Meadow River Lumber Company 1 is a Shay locomotive at Steamtown National Historic Site, in Scranton, Pennsylvania. This 2-truck Shay was built by Lima Locomotive Works (LLW) in May 1910. This type of locomotive was used primarily by lumber and mining companies. Some were used by other industries and on short lines. This is one of 77 Shay locomotives preserved in the United States.

==History==
In 1907, John and T.W. Raines began construction on a lumber mill in Greenbrier County, West Virginia, under the name of the Meadow River Lumber Company. The location had no access to a railway so the Sewell Valley Railroad was incorporated. Twenty miles of track was laid between the Chesapeake and Ohio Railway (C&O) at Meadow Creek to the site of the mill. No. 1 was constructed in May 1910 by the Baldwin Locomotive Works (BLW), the mill opened in September 1910 and the locomotive was purchased by the new railroad. It was called Sewell Valley Railroad No. 1.

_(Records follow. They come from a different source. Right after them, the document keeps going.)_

//! meshrc - terminal chat client for mesh radio networks

use std::fs::OpenOptions;
use std::path::Path;
use std::sync::atomic::{AtomicBool, Ordering};
use std::sync::{Arc, Mutex};

use clap::{CommandFactory, Parser};
use tracing::{error, info};
use tracing_subscriber::fmt::writer::MakeWriterExt;

use meshrc_cli::{cli::Cli, config::AppConfig, error::Result, DeviceConnector};
use meshrc_core::{
    ConnectionState, ConversationEngine, DeviceGateway, GatewayConnector, MeshClient,
    MeshrcError, OfflineGateway, PersistenceSink, SystemTimeSource, TimeSource,
};

/// Set while the terminal UI owns the screen; stderr logging is muted then
static TERMINAL_IN_USE: AtomicBool = AtomicBool::new(false);

#[tokio::main]
async fn main() -> Result<()> {
    // Parse command line arguments
    let cli = Cli::parse();

    // Load configuration, then let flags win
    let config = load_configuration(&cli)?;

    let Some(transport) = cli.transport(&config.transport) else {
        Cli::command().print_help()?;
        eprintln!("\nSelect a device with --serial, --target or --address");
        std::process::exit(1);
    };

    setup_logging(cli.verbose, config.logging.debug_log.as_deref())?;
    info!("meshrc starting, device at {}", transport);

    let clock: Arc<dyn TimeSource> = Arc::new(SystemTimeSource);
    let (persistence, log_errors) = PersistenceSink::from_paths(
        config.logging.log_file.as_deref(),
        config.logging.log_db.as_deref(),
        clock.clone(),
    );
    let mut engine = ConversationEngine::new(config.engine_config(), clock, persistence);
    for err in log_errors {
        engine.report(err.into());
    }

    let connector = DeviceConnector::new();
    let gateway = match connector.connect(&transport).await {
        Ok(gateway) => {
            engine.set_connection_state(ConnectionState::Connected);
            gateway
        }
        Err(e) => {
            error!("Could not reach {}: {}", transport, e);
            engine.report(MeshrcError::Connection(e));
            engine.set_connection_state(ConnectionState::Disconnected);
            OfflineGateway::new()
        }
    };

    let mut client = MeshClient::new(gateway, engine);
    let synced = client.bootstrap().await;
    info!("Bootstrap finished, {} queued messages applied", synced);

    if let Err(e) = run_client(client, &config).await {
        error!("meshrc exited with an error: {}", e);
        std::process::exit(1);
    }

    info!("meshrc exited successfully");
    Ok(())
}

/// Setup logging based on verbosity level.
///
/// With a debug log file every event goes there. Without one only warnings
/// reach stderr, and nothing does while the terminal UI is running.
fn setup_logging(verbose: bool, debug_log: Option<&Path>) -> Result<()> {
    let log_level = if verbose {
        tracing::Level::DEBUG
    } else {
        tracing::Level::INFO
    };

    match debug_log {
        Some(path) => {
            let file = OpenOptions::new().create(true).append(true).open(path)?;
            tracing_subscriber::fmt()
                .with_max_level(log_level)
                .with_ansi(false)
                .with_target(false)
                .with_writer(Mutex::new(file))
                .init();
        }
        None => {
            let stderr = std::io::stderr.with_filter(|_| !TERMINAL_IN_USE.load(Ordering::Relaxed));
            tracing_subscriber::fmt()
                .with_max_level(tracing::Level::WARN)
                .with_target(false)
                .with_thread_ids(false)
                .with_file(false)
                .with_line_number(false)
                .with_writer(stderr)
                .init();
        }
    }
    Ok(())
}

/// Load configuration from file or use defaults, then apply flags
fn load_configuration(cli: &Cli) -> Result<AppConfig> {
    let mut config = AppConfig::load(cli.config.as_deref())?;
    config.apply_overrides(cli);
    config.validate()?;
    Ok(config)
}

#[cfg(feature = "tui")]
async fn run_client<G: DeviceGateway>(client: MeshClient<G>, config: &AppConfig) -> Result<()> {
    use meshrc_cli::tui::TuiManager;

    TERMINAL_IN_USE.store(true, Ordering::Relaxed);
    let result = match TuiManager::new(client, config.tick_rate()) {
        Ok(mut tui) => tui.run().await,
        Err(e) => Err(e),
    };
    TERMINAL_IN_USE.store(false, Ordering::Relaxed);
    result
}

/// Line mode: each stdin line is submitted to the first channel's
/// conversation, and new timeline lines are printed after every input.
#[cfg(not(feature = "tui"))]
async fn run_client<G: DeviceGateway>(mut client: MeshClient<G>, _config: &AppConfig) -> Result<()> {
    use meshrc_core::ContextId;
    use tokio::io::{AsyncBufReadExt, BufReader};

    client.engine_mut().activate(&ContextId::Channel(0));
    let mut printed = 0;
    let mut last_notice: Option<String> = None;
    let mut lines = BufReader::new(tokio::io::stdin()).lines();

    while let Some(line) = lines.next_line().await? {
        client.submit(&line).await;
        client.poll_events();

        let engine = client.engine();
        let view = engine.view_lines();
        if view.len() < printed {
            printed = 0;
        }
        for display in &view[printed..] {
            println!("{}", display.to_plain());
        }
        printed = view.len();

        if let Some(notification) = engine.latest_notification() {
            if last_notice.as_deref() != Some(notification.message.as_str()) {
                eprintln!("! {}", notification.message);
                last_notice = Some(notification.message.clone());
            }
        }
    }
    Ok(())
}
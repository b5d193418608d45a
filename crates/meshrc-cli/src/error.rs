//! Error handling for the meshrc CLI

use thiserror::Error;

use crate::config::ConfigError;

/// CLI-specific error types
#[derive(Error, Debug)]
pub enum CliError {
    #[error("meshrc core error: {0}")]
    Core(#[from] meshrc_core::MeshrcError),

    #[error("Gateway error: {0}")]
    Gateway(#[from] meshrc_core::GatewayError),

    #[error("Configuration error: {0}")]
    Config(#[from] ConfigError),

    #[error("UI error: {0}")]
    UI(String),

    #[error("IO error: {0}")]
    Io(#[from] std::io::Error),
}

/// Result type for CLI operations
pub type Result<T> = std::result::Result<T, CliError>;

impl From<anyhow::Error> for CliError {
    fn from(err: anyhow::Error) -> Self {
        CliError::UI(format!("{err:#}"))
    }
}

#[cfg(test)]
mod tests {
    use super::*;
    use crate::config::AppConfig;
    use std::io::Write;
    use tempfile::NamedTempFile;

    fn load(path: &std::path::Path) -> Result<AppConfig> {
        Ok(AppConfig::load(Some(path))?)
    }

    #[test]
    fn test_malformed_toml_surfaces_as_config_error() {
        let mut file = NamedTempFile::new().unwrap();
        writeln!(file, "[identity]\nname = ").unwrap();

        let err = load(file.path()).unwrap_err();
        assert!(matches!(err, CliError::Config(ConfigError::Loading(_))));
        let message = err.to_string();
        assert!(message.starts_with("Configuration error: Configuration loading error: Failed to parse"));
        assert!(message.contains(&file.path().display().to_string()));
    }

    #[test]
    fn test_anyhow_context_is_kept() {
        let err: CliError = anyhow::anyhow!("raw mode").context("Failed to start").into();
        assert_eq!(err.to_string(), "UI error: Failed to start: raw mode");
    }
}
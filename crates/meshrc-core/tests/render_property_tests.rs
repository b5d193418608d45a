//! Property-based tests for timeline grouping and context identity
//!
//! These tests verify that incremental rendering matches full rendering,
//! that the grouping window boundary is exact, and that resolution derives
//! the same context id every time.


use std::sync::Arc;

use meshrc_core::{
    Channel, Contact, ContextId, ContextResolver, Direction, DisplayZone, InboundEvent, KeyPrefix,
    LogRenderer, Message, MessageKind, MessagePayload, RenderState,
};
use meshrc_core::types::Enrichment;
use proptest::prelude::*;
use test_utils::{MockGateway, MockTimeSource};

fn renderer() -> LogRenderer {
    LogRenderer::new(DisplayZone::utc(), Arc::new(MockTimeSource::new_at(86_400)))
}

/// Generate a sender from a small pool so runs of the same sender are common
fn arb_sender() -> impl Strategy<Value = Option<String>> {
    prop_oneof![
        Just(None),
        Just(Some("Alice".to_string())),
        Just(Some("Bob".to_string())),
        Just(Some("A very long sender name".to_string())),
    ]
}

/// Generate a timestamp step, including backwards clock skew and gaps
fn arb_step() -> impl Strategy<Value = i64> {
    prop_oneof![-120i64..0, 0i64..400, 400i64..10_000]
}

fn arb_messages() -> impl Strategy<Value = Vec<Message>> {
    prop::collection::vec((arb_sender(), arb_step(), any::<bool>()), 0..40).prop_map(|specs| {
        let mut ts = 1_700_000_000i64;
        specs
            .into_iter()
            .enumerate()
            .map(|(i, (sender, step, has_ts))| {
                ts += step;
                message(sender, &format!("m{i}"), has_ts.then_some(ts))
            })
            .collect()
    })
}

fn message(sender: Option<String>, text: &str, timestamp: Option<i64>) -> Message {
    Message {
        context: ContextId::Channel(0),
        direction: Direction::Inbound,
        display_sender: sender,
        text: text.to_string(),
        timestamp,
        kind: MessageKind::Channel,
        channel_idx: Some(0),
        pubkey_prefix: None,
        enrichment: Enrichment::default(),
    }
}

proptest! {
    /// Property: folding append_one equals render over the whole sequence
    #[test]
    fn fold_matches_full_render(messages in arb_messages()) {
        let r = renderer();
        let full = r.render(&messages);

        let mut state = RenderState::default();
        let mut folded = Vec::new();
        for m in &messages {
            let (line, next) = r.append_one(m, &state);
            folded.push(line);
            state = next;
        }

        prop_assert_eq!(full, folded);
    }

    /// Property: a render split at any point and resumed from the saved state
    /// matches rendering the whole sequence
    #[test]
    fn resumed_render_matches(messages in arb_messages(), split in 0usize..40) {
        let r = renderer();
        let split = split.min(messages.len());
        let (head, tail) = messages.split_at(split);

        let (mut lines, mut state) = r.render_with_state(head);
        for m in tail {
            let (line, next) = r.append_one(m, &state);
            lines.push(line);
            state = next;
        }

        prop_assert_eq!(lines, r.render(&messages));
    }

    /// Property: the grouping window is exactly 300 seconds
    #[test]
    fn grouping_boundary_is_exact(t in 0i64..4_000_000_000) {
        let r = renderer();
        let alice = Some("Alice".to_string());

        let inside = r.render(&[message(alice.clone(), "a", Some(t)), message(alice.clone(), "b", Some(t + 299))]);
        prop_assert_eq!(inside[1].sender.as_ref(), None);

        let outside = r.render(&[message(alice.clone(), "a", Some(t)), message(alice, "b", Some(t + 300))]);
        prop_assert_eq!(outside[1].sender.as_deref(), Some("Alice"));
        prop_assert!(outside[1].time.is_some());
    }

    /// Property: sender labels never exceed ten characters
    #[test]
    fn sender_labels_are_truncated(messages in arb_messages()) {
        for line in renderer().render(&messages) {
            if let Some(sender) = line.sender {
                prop_assert!(sender.chars().count() <= 10);
            }
        }
    }

    /// Property: resolving the same channel event twice yields the same id
    #[test]
    fn channel_identity_is_stable(idx in 0u32..256, text in "[a-zA-Z0-9 :]{0,40}") {
        let directory = MockGateway::new().with_channels(vec![Channel::new(0, "General")]);
        let event = InboundEvent::ChannelMessage { channel_idx: idx, payload: MessagePayload::text(text) };
        let resolver = ContextResolver::new();

        let first = resolver.resolve(&event, &directory).map(|(ctx, _)| ctx);
        let second = resolver.resolve(&event, &directory).map(|(ctx, _)| ctx);
        prop_assert_eq!(first.clone(), second);
        prop_assert_eq!(first, Some(ContextId::Channel(idx)));
    }

    /// Property: a contact's full key and its message prefix map to one context
    #[test]
    fn contact_identity_is_stable(key in "[0-9a-fA-F]{12,64}") {
        let directory = MockGateway::new().with_contacts(vec![Contact::new(key.clone(), "Peer")]);
        let prefix = KeyPrefix::new(&key[..12]);
        let event = InboundEvent::ContactMessage {
            pubkey_prefix: Some(prefix),
            payload: MessagePayload::text("hi"),
        };
        let resolver = ContextResolver::new();

        let (ctx, msg) = resolver.resolve(&event, &directory).expect("message events resolve");
        let (again, _) = resolver.resolve(&event, &directory).expect("message events resolve");
        prop_assert_eq!(&ctx, &again);
        prop_assert_eq!(ctx, ContextId::contact(key.as_str()));
        prop_assert_eq!(msg.display_sender.as_deref(), Some("Peer"));
    }
}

With a capacity of cutting 110000 board feet of lumber per day, the Meadow River Lumber Company became the world's largest hardwood manufacturer. At first the railroad was operated separately from its parent company. However, changes in the tax code lead the two to merge therefore, "Meadow River Lumber Company No. 1, spent her entire career as the property of this single lumber enterprise [sic] even though she operated there under two different names."

While at Steamtown, U.S.A. in Bellows Falls, Vermont, the locomotive endured extensive damage when the building it was stored in collapsed under heavy snow in February 1982. The Shay's wooden cab was destroyed. By then it was already missing "its sand dome, its headlight, its front number plate, its bell and bell hanger, whistle, and other components". Canadian Pacific Railway No. 1293 was also damaged in the roof collapse.

It was determined that it would remain at the National Historic Site as it was the only geared locomotive in the collection. As of 2025, No. 1 is being fully restored to operating condition, and is hoped to be done before the 2027 operating season.